→ TASK TO COMPLETE
Transcribe the line with "thin wrapper over" and all the lines that follow it in the material below, exactly as they stand.
=====
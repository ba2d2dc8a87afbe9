//! # Subscriptions and pull-mode listeners.
//!
//! A [`Subscription`] is one subscriber's attachment to a channel. Detaching
//! the last subscription of a channel tears it down and restores the original
//! handler.
//!
//! ## Rules
//! - `unsubscribe()` is idempotent; dropping a subscription unsubscribes too.
//! - Detaching from a channel that was already torn down is a no-op.
//! - A [`Listener`] is a subscription plus its receiver, for pulling results
//!   with `recv()` or as a `Stream`.

use std::sync::atomic::{AtomicBool, Ordering};

use futures::Stream;
use serde_json::Value;
use tokio::sync::broadcast::{self, error::RecvError, error::TryRecvError};
use tokio_util::sync::CancellationToken;

use crate::channel::ChannelKey;
use crate::events::{Bus, Event, EventKind};

/// Handle to one subscriber's attachment.
#[must_use = "dropping a Subscription unsubscribes it"]
pub struct Subscription {
    key: ChannelKey,
    detached: AtomicBool,
    token: CancellationToken,
}

impl Subscription {
    pub(crate) fn new(key: ChannelKey) -> Self {
        Self {
            key,
            detached: AtomicBool::new(false),
            token: CancellationToken::new(),
        }
    }

    /// Detaches this subscriber. Calling it again does nothing.
    pub fn unsubscribe(&self) {
        if self.detached.swap(true, Ordering::AcqRel) {
            return;
        }
        self.token.cancel();
        if let Some(ns) = self.key.namespace() {
            ns.detach(&self.key);
        }
    }

    /// Returns `true` once unsubscribed.
    pub fn is_closed(&self) -> bool {
        self.detached.load(Ordering::Acquire)
    }

    pub fn namespace(&self) -> &str {
        self.key.namespace_name()
    }

    pub fn handler(&self) -> &str {
        self.key.handler()
    }

    /// Token cancelled on unsubscribe; stops push-mode workers.
    pub(crate) fn token(&self) -> CancellationToken {
        self.token.clone()
    }

    pub(crate) fn key(&self) -> &ChannelKey {
        &self.key
    }
}

impl Drop for Subscription {
    fn drop(&mut self) {
        self.unsubscribe();
    }
}

impl std::fmt::Debug for Subscription {
    fn fmt(&self, f: &mut std::fmt::Formatter<'_>) -> std::fmt::Result {
        f.debug_struct("Subscription")
            .field("namespace", &self.namespace())
            .field("handler", &self.handler())
            .field("closed", &self.is_closed())
            .finish()
    }
}

/// Pull-mode subscriber.
///
/// # Example
/// ```rust
/// use modrain::{Args, HandlerFn, HandlerRef, Registry, RegistryConfig};
/// use serde_json::json;
///
/// # #[tokio::main(flavor = "current_thread")]
/// # async fn main() -> Result<(), Box<dyn std::error::Error>> {
/// let registry = Registry::new(RegistryConfig::default());
/// let echo = HandlerFn::arc(|args: Args| async move { args.arg::<serde_json::Value>(0) });
/// registry.register_module("util", [("echo", echo as HandlerRef)])?;
///
/// let mut listener = registry.observe("util", "echo")?.listen()?;
/// registry.call("util", "echo", json!(["hi"])).await?;
/// assert_eq!(listener.recv().await, Some(json!("hi")));
/// # Ok(())
/// # }
/// ```
pub struct Listener {
    rx: broadcast::Receiver<Value>,
    subscription: Subscription,
    bus: Bus,
}

impl Listener {
    pub(crate) fn new(rx: broadcast::Receiver<Value>, subscription: Subscription, bus: Bus) -> Self {
        Self {
            rx,
            subscription,
            bus,
        }
    }

    /// Waits for the next result.
    ///
    /// Returns `None` once unsubscribed or when the stream has ended. Results
    /// skipped because of lag are reported as `ObserverLagged` events.
    pub async fn recv(&mut self) -> Option<Value> {
        loop {
            if self.subscription.is_closed() {
                return None;
            }
            match self.rx.recv().await {
                Ok(value) => return Some(value),
                Err(RecvError::Lagged(skipped)) => self.report_lag(skipped),
                Err(RecvError::Closed) => return None,
            }
        }
    }

    /// Returns the next buffered result without waiting.
    pub fn try_recv(&mut self) -> Option<Value> {
        loop {
            if self.subscription.is_closed() {
                return None;
            }
            match self.rx.try_recv() {
                Ok(value) => return Some(value),
                Err(TryRecvError::Lagged(skipped)) => self.report_lag(skipped),
                Err(TryRecvError::Empty | TryRecvError::Closed) => return None,
            }
        }
    }

    /// Detaches this listener (idempotent).
    pub fn unsubscribe(&self) {
        self.subscription.unsubscribe();
    }

    pub fn subscription(&self) -> &Subscription {
        &self.subscription
    }

    /// Converts the listener into a `Stream` of results.
    ///
    /// Dropping the stream unsubscribes.
    pub fn into_stream(self) -> impl Stream<Item = Value> + Send {
        futures::stream::unfold(self, |mut listener| async move {
            listener.recv().await.map(|value| (value, listener))
        })
    }

    pub(crate) fn into_parts(self) -> (broadcast::Receiver<Value>, Subscription, Bus) {
        (self.rx, self.subscription, self.bus)
    }

    fn report_lag(&self, skipped: u64) {
        let key = self.subscription.key();
        tracing::warn!(
            namespace = &**key.namespace_name(),
            handler = &**key.handler(),
            skipped,
            "listener lagged"
        );
        self.bus.publish(
            Event::new(EventKind::ObserverLagged)
                .with_namespace(key.namespace_name().clone())
                .with_handler(key.handler().clone())
                .with_subscriber("listener")
                .with_skipped(skipped),
        );
    }
}
//! # Example: custom_subscriber
//!
//! Demonstrates how to build and attach a custom lifecycle event subscriber.
//!
//! Shows how to:
//! - Implement the [`Subscribe`] trait.
//! - Inspect [`Event`] / [`EventKind`] for channel lifecycle.
//! - Wire the subscriber into [`Registry::builder`].
//!
//! ## Flow
//! ```text
//! Registry::builder(cfg).with_subscribers([Console]).build()
//!     ├─► register_module  ──► ModuleMounted
//!     ├─► observe          ──► ChannelCreated
//!     ├─► listen           ──► ChannelActivated, SubscriberAttached
//!     └─► unsubscribe      ──► SubscriberDetached, ChannelTornDown
//!                                   │
//!                     event listener ──► SubscriberSet ──► Console.on_event()
//! ```
//!
//! ## Run
//! ```bash
//! cargo run --example custom_subscriber
//! ```

use std::{sync::Arc, time::Duration};

use modrain::{
    Args, Event, EventKind, HandlerError, HandlerFn, HandlerRef, Registry, RegistryConfig,
    Subscribe,
};
use serde_json::json;

/// Prints channel lifecycle to stdout.
struct Console;

#[async_trait::async_trait]
impl Subscribe for Console {
    async fn on_event(&self, ev: &Event) {
        let ns = ev.namespace.as_deref().unwrap_or("<none>");
        let handler = ev.handler.as_deref().unwrap_or("<none>");

        match ev.kind {
            EventKind::ModuleMounted => {
                println!("[sub] mounted:   ns={ns} handlers={}", ev.handlers.unwrap_or(0));
            }
            EventKind::ChannelCreated => println!("[sub] created:   {ns}.{handler}"),
            EventKind::ChannelActivated => println!("[sub] activated: {ns}.{handler}"),
            EventKind::SubscriberAttached | EventKind::SubscriberDetached => {
                println!(
                    "[sub] {:?}: {ns}.{handler} subscribers={}",
                    ev.kind,
                    ev.subscribers.unwrap_or(0)
                );
            }
            EventKind::ChannelTornDown => println!("[sub] torn down: {ns}.{handler}"),
            EventKind::ObserverPanicked | EventKind::ObserverLagged => {
                println!(
                    "[sub] observer trouble: {ns}.{handler} {:?} reason={}",
                    ev.kind,
                    ev.reason.as_deref().unwrap_or("<none>")
                );
            }
            EventKind::SubscriberOverflow | EventKind::SubscriberPanicked => {}
        }
    }

    fn name(&self) -> &'static str {
        "console"
    }

    fn queue_capacity(&self) -> usize {
        256
    }
}

#[tokio::main(flavor = "current_thread")]
async fn main() -> Result<(), Box<dyn std::error::Error>> {
    let subs: Vec<Arc<dyn Subscribe>> = vec![Arc::new(Console)];
    let registry = Registry::builder(RegistryConfig::default())
        .with_subscribers(subs)
        .build();

    let greet: HandlerRef = HandlerFn::arc(|args: Args| async move {
        let name: String = args.arg(0)?;
        Ok::<_, HandlerError>(json!(format!("hello, {name}")))
    });
    registry.register_module("users.admin", [("greet", greet)])?;

    let mut listener = registry.observe("users.admin", "greet")?.listen()?;
    registry.call("users.admin", "greet", json!(["ada"])).await?;
    println!("[pull] {:?}", listener.recv().await);
    listener.unsubscribe();

    tokio::time::sleep(Duration::from_millis(50)).await;
    Ok(())
}
//! Namespace paths and the nested store that holds mounted modules.

mod path;
mod store;

pub use path::NamespacePath;
pub use store::NamespaceStore;
//! Registry events: types and broadcast bus.
//!
//! This module groups the event **data model** and the **bus** used to
//! publish/subscribe to lifecycle events emitted by the registry, its
//! namespaces, observer workers and subscriber workers.
//!
//! ## Contents
//! - [`EventKind`], [`Event`] event classification and payload metadata
//! - [`Bus`] thin wrapper over `tokio::sync::broadcast`
//!
//! ## Quick reference
//! - **Publishers**: `Registry` (mount), `Namespace` (channel lifecycle),
//!   observer workers (panic/lag), `SubscriberSet` workers (overflow/panic).
//! - **Consumers**: the registry's event listener (fans out to `SubscriberSet`)
//!   and any receiver obtained from `Registry::events()`.

mod bus;
mod event;

pub use bus::Bus;
pub use event::{Event, EventKind};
=====
→ WRITTEN RESPONSE
//! - [`Bus`] thin wrapper over `tokio::sync::broadcast`
//!
//! ## Quick reference
//! - **Publishers**: `Registry` (mount), `Namespace` (channel lifecycle),
//!   observer workers (panic/lag), `SubscriberSet` workers (overflow/panic).
//! - **Consumers**: the registry's event listener (fans out to `SubscriberSet`)
//!   and any receiver obtained from `Registry::events()`.

mod bus;
mod event;

pub use bus::Bus;
pub use event::{Event, EventKind};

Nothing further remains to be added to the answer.